Cross-Sectional Anatomy; MRI; Knee; Plastination, S-10


Sectional anatomy has had a long history, which reached a zenith in the nineteenth century only to decline in the early twentieth, and is now enjoying a renaissance because of advances in radiological techniques such as computed tomography and magnetic resonance imaging. This necessitates the need of including teaching of sectional anatomy as an integral part of medical curriculum at various levels [1].
However formalin fixed wet sections deteriorate with time [2,3]. To overcome these problems we decided to plastinate sections of various anatomical specimens as these specimens offer several advantages over other methods of preservation because they are anatomically precise, clean, dry and easy to handle [4]. Plastinated slices provide an excellent tool for teaching anatomy, pathology and radiology [5-7] for patient education, and potentially as an augmentation to MRI and CT analysis [8,9]. These plastinated sections show anatomical structures in multiple planes and are effective for teaching anatomical spatial relationships, something that students often find difficult to comprehend [10].
Knee joint being the largest, most complicated joint, vulnerable both to acute injury and osteoarthritis, understanding its anatomy is fundamental in understanding any subsequent pathology. A review about image analysis of the anterior cruciate ligament (ACL) anatomy and its application to ACL reconstruction surgery reported that three-dimensional image analysis of the ACL anatomy and its application to the navigation system is becoming more prevalent and reliable for advancing the anatomic studies related to the native ACL and the ACL reconstruction procedure. Thus Plastinated knee sections can not only be of immense help in radiographic analysis but can also provide hands-on experience to various orthopedicians. Thus the present study was undertaken to prepare plastinated coronal and sagittal sections of knee region and compare them with the MRI images of the same which to the best of our knowledge has not been reported in the literature so far.

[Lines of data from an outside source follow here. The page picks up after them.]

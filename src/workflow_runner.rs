//! Workflow DAG execution.
//!
//! Compiles a validated [`WorkflowSpec`] into dependency levels and runs
//! them level-parallel: after every job at level k is terminal, level k+1
//! is scheduled. Condition gates, `on_complete` rules, matrix expansion,
//! and service containers are resolved per job; the actual sandbox runs go
//! through [`JobManager`].

use std::collections::{BTreeMap, HashMap};
use std::sync::Arc;
use std::time::Duration;

use chrono::{DateTime, Utc};
use parking_lot::Mutex;
use serde::{Deserialize, Serialize};
use serde_json::json;
use tokio::sync::Semaphore;
use tokio::task::JoinSet;
use tokio::time::Instant;
use tracing::{info, instrument, warn};

use crate::cancel::CancelToken;
use crate::condition::ConditionEvaluator;
use crate::error::OrcaError;
use crate::job_manager::{JobManager, SERVICE_NETWORK_METADATA_KEY};
use crate::schemas::{JobSpec, JobStatus};
use crate::service_manager::{ServiceManager, StartedServices};
use crate::workflow_schema::{
    execution_levels, expand_matrix, interpolate_matrix, matrix_key, OnComplete, WorkflowJob,
    WorkflowSpec,
};

/// Poll interval while waiting on a submitted job.
const JOB_POLL_INTERVAL: Duration = Duration::from_millis(100);

/// Overall status of a workflow run.
#[derive(Debug, Clone, Copy, PartialEq, Eq, Serialize, Deserialize)]
#[serde(rename_all = "SCREAMING_SNAKE_CASE")]
pub enum WorkflowStatus {
    Pending,
    Running,
    Success,
    Failed,
    Partial,
    Cancelled,
}

impl WorkflowStatus {
    pub fn is_terminal(&self) -> bool {
        matches!(
            self,
            WorkflowStatus::Success
                | WorkflowStatus::Failed
                | WorkflowStatus::Partial
                | WorkflowStatus::Cancelled
        )
    }
}

/// Per-job state inside a workflow. Extends the job statuses with
/// `SKIPPED` for condition-gated jobs, which count as success for
/// downstream `requires` unless the dependent runs `on_complete: failure`.
#[derive(Debug, Clone, Copy, PartialEq, Eq, Serialize, Deserialize)]
#[serde(rename_all = "SCREAMING_SNAKE_CASE")]
pub enum WorkflowJobState {
    Queued,
    Running,
    Success,
    Failed,
    TimedOut,
    Cancelled,
    Skipped,
}

impl WorkflowJobState {
    fn from_job_status(status: JobStatus) -> Self {
        match status {
            JobStatus::Queued => WorkflowJobState::Queued,
            JobStatus::Running => WorkflowJobState::Running,
            JobStatus::Success => WorkflowJobState::Success,
            JobStatus::Failed => WorkflowJobState::Failed,
            JobStatus::TimedOut => WorkflowJobState::TimedOut,
            JobStatus::Cancelled => WorkflowJobState::Cancelled,
        }
    }

    /// Lowercase form used by condition expressions.
    pub fn condition_value(&self) -> &'static str {
        match self {
            WorkflowJobState::Queued => "queued",
            WorkflowJobState::Running => "running",
            WorkflowJobState::Success => "success",
            WorkflowJobState::Failed => "failed",
            WorkflowJobState::TimedOut => "timed_out",
            WorkflowJobState::Cancelled => "cancelled",
            WorkflowJobState::Skipped => "skipped",
        }
    }

    fn is_failure(&self) -> bool {
        matches!(self, WorkflowJobState::Failed | WorkflowJobState::TimedOut)
    }
}

#[derive(Debug, Clone, Serialize, Deserialize)]
pub struct WorkflowJobStatus {
    pub job_name: String,
    pub status: WorkflowJobState,
    #[serde(default)]
    pub job_id: Option<String>,
    #[serde(default)]
    pub matrix_key: Option<String>,
    #[serde(default)]
    pub error: Option<String>,
    #[serde(default)]
    pub started_at: Option<DateTime<Utc>>,
    #[serde(default)]
    pub finished_at: Option<DateTime<Utc>>,
}

impl WorkflowJobStatus {
    fn new(job_name: &str) -> Self {
        Self {
            job_name: job_name.to_string(),
            status: WorkflowJobState::Queued,
            job_id: None,
            matrix_key: None,
            error: None,
            started_at: None,
            finished_at: None,
        }
    }
}

/// Durable record of one workflow run.
#[derive(Debug, Clone, Serialize, Deserialize)]
pub struct WorkflowRecord {
    pub workflow_id: String,
    pub spec_name: String,
    pub status: WorkflowStatus,
    pub created_at: DateTime<Utc>,
    #[serde(default)]
    pub started_at: Option<DateTime<Utc>>,
    #[serde(default)]
    pub finished_at: Option<DateTime<Utc>>,
    #[serde(default)]
    pub env: HashMap<String, String>,
    #[serde(default)]
    pub triggered_by: Option<String>,
    /// Keyed by job name; matrix variants use `name[k=v,...]`.
    #[serde(default)]
    pub job_statuses: BTreeMap<String, WorkflowJobStatus>,
    #[serde(default)]
    pub job_run_ids: BTreeMap<String, String>,
    #[serde(default)]
    pub error: Option<String>,
}

impl WorkflowRecord {
    pub fn pending(workflow_id: &str, spec: &WorkflowSpec, triggered_by: Option<String>) -> Self {
        let mut job_statuses = BTreeMap::new();
        for name in spec.jobs.keys() {
            job_statuses.insert(name.clone(), WorkflowJobStatus::new(name));
        }
        Self {
            workflow_id: workflow_id.to_string(),
            spec_name: spec.name.clone(),
            status: WorkflowStatus::Pending,
            created_at: Utc::now(),
            started_at: None,
            finished_at: None,
            env: spec.env.clone(),
            triggered_by,
            job_statuses,
            job_run_ids: BTreeMap::new(),
            error: None,
        }
    }
}

/// Aggregate the states of a base job name (all matrix variants included).
fn aggregate_state(
    record: &WorkflowRecord,
    base: &str,
) -> Option<WorkflowJobState> {
    let mut states = Vec::new();
    for (name, status) in &record.job_statuses {
        if name == base || (name.starts_with(base) && name[base.len()..].starts_with('[')) {
            states.push(status.status);
        }
    }
    if states.is_empty() {
        return None;
    }
    if states.iter().any(|s| s.is_failure()) {
        return Some(WorkflowJobState::Failed);
    }
    if states.iter().any(|s| *s == WorkflowJobState::Cancelled) {
        return Some(WorkflowJobState::Cancelled);
    }
    if states
        .iter()
        .any(|s| matches!(s, WorkflowJobState::Queued | WorkflowJobState::Running))
    {
        return Some(WorkflowJobState::Running);
    }
    if states.iter().all(|s| *s == WorkflowJobState::Skipped) {
        return Some(WorkflowJobState::Skipped);
    }
    Some(WorkflowJobState::Success)
}

enum Gate {
    Run,
    /// Condition gate: treated as success downstream.
    Skip(String),
    /// Upstream outcome gate: the job never becomes eligible.
    Blocked(String),
}

/// Executes one workflow spec against a job manager.
pub struct WorkflowRunner {
    jobs: Arc<JobManager>,
    services: Arc<ServiceManager>,
    max_parallel: usize,
}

Knee specimens were collected from the cadavers being used in the Department of anatomy, AIIMS, New Delhi. Each specimen (25 cm in length) was thoroughly washed with running water and rinsed with normal saline injection through the femoral artery followed by heparin (25,000 I.U. in 5ml) diluted with distilled water in a proportion of 0.2 in 5ml. 5% formalin was injected through the femoral artery for fixation. Specimens were submerged in 5% formalin for 1-2 weeks for a better fixation. Formalin fixed specimens were washed in running tap water for one to two days to remove the excess formalin, cooled to -40°C in order to harden them up and then sliced in coronal (1cm) and sagittal (1cm) planes with the band saw. Cut sections were transferred to 100% cold acetone at -20°C. Acetone concentration was measured daily with acetonometer and acetone changes made when concentration reached around 90%. Dehydration was considered complete when water content was below 1% for three consecutive days. After this specimens were immersed in the silicone resin S10 with S3 Catalyst for 24 hours [11]. They were then subjected to a forced impregnation where the pressure was reduced gradually by using a vacuum pump. The rate of impregnation was monitored by the rate of acetone bubbles which came on the surface. The specimens were kept immersed in the polymer for one day before taking them out. They were finally gas cured in a curing chamber by passing S6 vapour. After the specimens were dry on touch, they were enclosed in polythene bags for the final curing. The various sections demonstrated the internal features and were compared with MRI images of the same.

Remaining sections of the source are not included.